**Brief:** Reproduce, please, only the lines from the first line below to the line containing "use crate::sidecar::SidecarStore;", inclusive.

**Data supplied:**
= Beginning of Section =

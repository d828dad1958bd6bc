//! Download orchestration.
//!
//! Reverses the upload pipeline: locator decode, sidecar fetch, KMS
//! unwrap, decrypting read. The sidecar is always fetched before the
//! object; without the key, the object bytes are useless.

use crate::blobstore::BlobStore;
use crate::codec::ObjectCodec;
use crate::config::CrypterConfig;
use crate::error::{StoreError, StoreResult};
use crate::kms::{KeyWrapper, KmsClient};
use crate::sidecar::SidecarStore;
use crate::types::{object_name_from_locator, ObjectDownload};
use std::sync::Arc;
use tracing::debug;

/// Orchestrates decrypting downloads.
pub struct DownloadPipeline {
    wrapper: Arc<KeyWrapper>,
    codec: ObjectCodec,
    sidecar: SidecarStore,
}

impl std::fmt::Debug for DownloadPipeline {
    fn fmt(&self, f: &mut std::fmt::Formatter<'_>) -> std::fmt::Result {
        f.debug_struct("DownloadPipeline").finish_non_exhaustive()
    }
}

impl DownloadPipeline {
    pub fn new(wrapper: Arc<KeyWrapper>, store: Arc<dyn BlobStore>) -> Self {
        Self {
            wrapper,
            codec: ObjectCodec::new(store.clone()),
            sidecar: SidecarStore::new(store),
        }
    }

    /// Builds the pipeline from configuration over already-constructed
    /// clients, re-validating the master key first.
    pub fn from_config(
        config: &CrypterConfig,
        kms: Arc<dyn KmsClient>,
        store: Arc<dyn BlobStore>,
    ) -> StoreResult<Self> {
        config.master_key.validate()?;
        let wrapper = Arc::new(KeyWrapper::new(kms, config.master_key.clone()));
        Ok(Self::new(wrapper, store))
    }

    /// Fetches and decrypts the object named by an URL-encoded locator,
    /// returning its content type and plaintext bytes.
    pub async fn run(&self, encoded_locator: &str) -> StoreResult<ObjectDownload> {
        // Decode exactly once; double-decoding would corrupt names that
        // legitimately contain percent signs.
        let locator = urlencoding::decode(encoded_locator)
            .map_err(|e| StoreError::InvalidLocator(format!("{encoded_locator}: {e}")))?;
        let object_name = object_name_from_locator(&locator)
            .ok_or_else(|| StoreError::InvalidLocator(encoded_locator.to_string()))?;

        let wrapped = self.sidecar.fetch(object_name).await?;
        let dek = self.wrapper.unwrap_key(&wrapped).await?;

        let (content_type, data) = self.codec.get_decrypted(object_name, &dek).await?;
        debug!("download complete for {object_name} ({} bytes)", data.len());
        Ok(ObjectDownload { content_type, data })
    }
}
//! Liveness probe

use axum::{routing::get, Json, Router};
use serde::Serialize;

use crate::AppState;

/// Health check response
#[derive(Debug, Serialize)]
pub struct HealthResponse {
    pub message: String,
}

/// GET /health/
///
/// Liveness probe; like every other endpoint it requires no authentication.
pub async fn health_check() -> Json<HealthResponse> {
    Json(HealthResponse {
        message: "Server is up!".to_string(),
    })
}

/// Build health check routes
pub fn health_routes() -> Router<AppState> {
    Router::new().route("/health", get(health_check))
}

= End of Section =

**Reply to the task:**
repository d828dad1958bd6bc
//! Download orchestration.
//!
//! Reverses the upload pipeline: locator decode, sidecar fetch, KMS
//! unwrap, decrypting read. The sidecar is always fetched before the
//! object; without the key, the object bytes are useless.

use crate::blobstore::BlobStore;
use crate::codec::ObjectCodec;
use crate::config::CrypterConfig;
use crate::error::{StoreError, StoreResult};
use crate::kms::{KeyWrapper, KmsClient};
use crate::sidecar::SidecarStore;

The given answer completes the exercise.